Dans la production de semi-conducteurs, le découpage des wafers laisse derrière lui une couche sensible aux rayons UV qui doit être enlevée proprement – sans chaleur, sans résidus, et sans endommager le circuit imprimé. Si l’on choisit la mauvaise lampe, il reste alors du collant qui ne permet pas de séparer correctement les éléments. Cela entraîne des réparations supplémentaires, ce qui réduit le rendement de production.
Nous avons conçu des lampes UV stérilisatrices sous-marines justement pour cela : elles émettent une lumière dans la bonne longueur d’onde, de manière ciblée, afin que le décollement se fasse rapidement et de façon contrôlée.

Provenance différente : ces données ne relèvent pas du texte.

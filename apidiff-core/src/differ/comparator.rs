//! Tree matcher: correlates before/after declaration trees by identity key.

use std::collections::{HashMap, HashSet};

use crate::differ::changes::{AttributeMatch, MatchResult, MatchStatus, Versions};
use crate::differ::filter::ExclusionFilter;
use crate::differ::identity::{self, IdentityKey};
use crate::differ::ordering::{self, Scope};
use crate::error::{DiffError, Result, Side};
use crate::render::{syntax, RenderOptions};
use crate::types::{AttributeUsage, Declaration, Module, Symbol, TypeKind};

/// Correlates declaration trees, applying exclusions and presentation order.
///
/// Matching is purely by identity key and declaration kind; there is no
/// similarity matching, so a rename is always one removal plus one addition.
pub struct Matcher<'o> {
    filter: &'o ExclusionFilter,
    options: &'o RenderOptions,
}

impl<'o> Matcher<'o> {
    pub fn new(filter: &'o ExclusionFilter, options: &'o RenderOptions) -> Self {
        Self { filter, options }
    }

    /// Match the namespaces of two versions of a module.
    ///
    /// A missing side is treated as an empty module.
    pub fn match_modules<'a>(
        &self,
        before: Option<&'a Module>,
        after: Option<&'a Module>,
    ) -> Result<Vec<MatchResult<'a>>> {
        let before = before.map(|m| m.namespaces.as_slice()).unwrap_or_default();
        let after = after.map(|m| m.namespaces.as_slice()).unwrap_or_default();
        self.match_children(None, "", before, after)
    }

    /// Match the children of one scope.
    ///
    /// `parent` is the enclosing declaration (`None` at the module root) and
    /// `scope` its qualified name, used to key the children.
    pub fn match_children<'a>(
        &self,
        parent: Option<&'a Declaration>,
        scope: &str,
        before: &'a [Declaration],
        after: &'a [Declaration],
    ) -> Result<Vec<MatchResult<'a>>> {
        let before = self.keyed(parent, scope, before, Side::Before)?;
        let after = self.keyed(parent, scope, after, Side::After)?;

        let after_by_key: HashMap<&IdentityKey, &'a Declaration> =
            after.iter().map(|(k, d)| (k, *d)).collect();
        let mut paired: HashSet<&IdentityKey> = HashSet::new();
        let mut results = Vec::with_capacity(before.len().max(after.len()));

        for (key, b) in &before {
            let b: &'a Declaration = *b;
            match after_by_key.get(key) {
                // A kind change under the same identity is a removal plus an addition.
                Some(&a) if b.same_kind(a) => {
                    paired.insert(key);
                    results.push(self.match_pair(parent, scope, key.clone(), b, a)?);
                }
                _ => {
                    let removed = Versions::Before(b);
                    results.push(self.match_whole(parent, scope, key.clone(), removed)?);
                }
            }
        }

        for (key, a) in &after {
            if !paired.contains(key) {
                let added = Versions::After(*a);
                results.push(self.match_whole(parent, scope, key.clone(), added)?);
            }
        }

        Ok(ordering::order(results, Scope::of(parent)))
    }

    /// Key, validate and filter one side's children.
    fn keyed<'a>(
        &self,
        parent: Option<&Declaration>,
        scope: &str,
        children: &'a [Declaration],
        side: Side,
    ) -> Result<Vec<(IdentityKey, &'a Declaration)>> {
        let mut seen = HashSet::new();
        let mut keyed = Vec::with_capacity(children.len());
        for child in children {
            let key = identity::key(scope, child);
            if self.filter.is_excluded(key.as_str()) {
                continue;
            }
            check_placement(parent, child, &key)?;
            if !seen.insert(key.clone()) {
                return Err(DiffError::DuplicateIdentity {
                    identity: key.to_string(),
                    side,
                });
            }
            keyed.push((key, child));
        }
        Ok(keyed)
    }

    /// A declaration present in both versions.
    fn match_pair<'a>(
        &self,
        parent: Option<&'a Declaration>,
        scope: &str,
        key: IdentityKey,
        before: &'a Declaration,
        after: &'a Declaration,
    ) -> Result<MatchResult<'a>> {
        let container = container_name(parent);
        let before_line = syntax::declaration_line(before, container, &key, self.options)?;
        let after_line = syntax::declaration_line(after, container, &key, self.options)?;
        let attributes = self.match_attributes(&before.attributes, &after.attributes);

        let children = if after.is_composite() {
            let child_scope = identity::qualified_name(scope, after);
            self.match_children(Some(after), &child_scope, &before.children, &after.children)?
        } else {
            check_leaf(before, &key)?;
            check_leaf(after, &key)?;
            Vec::new()
        };

        let changed = before_line != after_line
            || attributes.iter().any(|a| a.status != MatchStatus::Unchanged)
            || children.iter().any(|c| c.status != MatchStatus::Unchanged);

        Ok(MatchResult {
            key,
            status: if changed {
                MatchStatus::Changed
            } else {
                MatchStatus::Unchanged
            },
            versions: Versions::Both { before, after },
            before_line: Some(before_line),
            after_line: Some(after_line),
            attributes,
            children,
        })
    }

    /// A declaration present in only one version, with its whole subtree.
    fn match_whole<'a>(
        &self,
        parent: Option<&'a Declaration>,
        scope: &str,
        key: IdentityKey,
        versions: Versions<'a>,
    ) -> Result<MatchResult<'a>> {
        let decl = versions.current();
        let line = syntax::declaration_line(decl, container_name(parent), &key, self.options)?;

        let children = if decl.is_composite() {
            let child_scope = identity::qualified_name(scope, decl);
            match versions {
                Versions::Before(_) => {
                    self.match_children(Some(decl), &child_scope, &decl.children, &[])?
                }
                _ => self.match_children(Some(decl), &child_scope, &[], &decl.children)?,
            }
        } else {
            check_leaf(decl, &key)?;
            Vec::new()
        };

        let (status, before_line, after_line, attributes) = match versions {
            Versions::Before(d) => (
                MatchStatus::Removed,
                Some(line),
                None,
                self.match_attributes(&d.attributes, &[]),
            ),
            _ => (
                MatchStatus::Added,
                None,
                Some(line),
                self.match_attributes(&[], &decl.attributes),
            ),
        };

        Ok(MatchResult {
            key,
            status,
            versions,
            before_line,
            after_line,
            attributes,
            children,
        })
    }

    /// Pair attribute usages by attribute type, skipping excluded types.
    pub fn match_attributes(
        &self,
        before: &[AttributeUsage],
        after: &[AttributeUsage],
    ) -> Vec<AttributeMatch> {
        let visible = |attrs: &[AttributeUsage]| -> Vec<(IdentityKey, String)> {
            let kept: Vec<&AttributeUsage> = attrs
                .iter()
                .filter(|a| !self.filter.is_attribute_excluded(&a.type_id))
                .collect();
            identity::attribute_keys(&kept)
                .into_iter()
                .zip(kept)
                .map(|(key, attr)| (key, format!("[{}]", attr.text)))
                .collect()
        };
        let before = visible(before);
        let after = visible(after);

        let after_by_key: HashMap<&IdentityKey, &String> =
            after.iter().map(|(k, text)| (k, text)).collect();
        let mut matches = Vec::with_capacity(before.len().max(after.len()));

        for (key, text) in &before {
            let m = match after_by_key.get(key) {
                Some(after_text) => AttributeMatch {
                    key: key.clone(),
                    status: if *after_text == text {
                        MatchStatus::Unchanged
                    } else {
                        MatchStatus::Changed
                    },
                    before: Some(text.clone()),
                    after: Some((*after_text).clone()),
                },
                None => AttributeMatch {
                    key: key.clone(),
                    status: MatchStatus::Removed,
                    before: Some(text.clone()),
                    after: None,
                },
            };
            matches.push(m);
        }

        let before_keys: HashSet<&IdentityKey> = before.iter().map(|(k, _)| k).collect();
        for (key, text) in &after {
            if !before_keys.contains(key) {
                matches.push(AttributeMatch {
                    key: key.clone(),
                    status: MatchStatus::Added,
                    before: None,
                    after: Some(text.clone()),
                });
            }
        }

        matches
    }
}

/// Simple name of the enclosing type, used to spell constructors.
fn container_name(parent: Option<&Declaration>) -> &str {
    match parent {
        Some(p) if matches!(p.symbol, Symbol::Type(_)) => p.name.as_str(),
        _ => "",
    }
}

fn check_leaf(decl: &Declaration, key: &IdentityKey) -> Result<()> {
    if decl.children.is_empty() {
        Ok(())
    } else {
        Err(DiffError::unsupported(
            key,
            format!("a {} cannot contain declarations", decl.kind_name()),
        ))
    }
}

/// Reject declaration shapes that cannot be rendered as nested blocks.
fn check_placement(
    parent: Option<&Declaration>,
    child: &Declaration,
    key: &IdentityKey,
) -> Result<()> {
    let allowed = match (parent.map(|p| &p.symbol), &child.symbol) {
        (None, Symbol::Namespace) => true,
        (None, _) => false,
        (Some(Symbol::Namespace), Symbol::Type(_)) => true,
        (Some(Symbol::Namespace), _) => false,
        (Some(Symbol::Type(t)), Symbol::EnumMember(_)) => t.type_kind == TypeKind::Enum,
        (Some(Symbol::Type(_)), Symbol::Namespace) => false,
        (Some(Symbol::Type(t)), _) => {
            !matches!(t.type_kind, TypeKind::Enum | TypeKind::Delegate)
        }
        (Some(_), _) => false,
    };
    if allowed {
        return Ok(());
    }
    let place = match parent {
        Some(p) => format!("a {}", p.kind_name()),
        None => "the module root".to_string(),
    };
    Err(DiffError::unsupported(
        key,
        format!("a {} cannot be declared in {}", child.kind_name(), place),
    ))
}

Ce qui est vraiment important sur le plan technique Il s’agit avant tout de trouver la bonne longueur d’onde. Il faut ajuster la lampe de manière à ce qu’elle émette dans la bande d’absorption du photoinitiateur présent dans la couche – généralement autour de 365 nm. Il est également important de maintenir une largeur spectrale serrée et une puissance constante. L’intensité maximale d’irradiation est définie précisément au niveau de la surface de travail, et l’énergie nécessaire pour le durcissement de la couche est fournie sous forme de dose répétable en mJ/cm².
L’enveloppe en quartz et la géométrie du réflecteur sont choisies pour maximiser l’efficacité de la lumière UV là où elle est nécessaire. Un design sans ozone permet de maintenir un environnement propre dans la salle de production. Lorsqu’on parle de puissance émise, on fait référence à la radiométrie spectrale, et non à des affirmations commerciales.
Pourquoi cette approche fonctionne bien pour le décollement après découpage Chez nous, vitesse et contrôle sont deux aspects étroitement liés. Nos lampes sous-marines plongent la couche dans un champ lumineux uniforme, de sorte que toute la zone concernée reçoit la même dose en même temps.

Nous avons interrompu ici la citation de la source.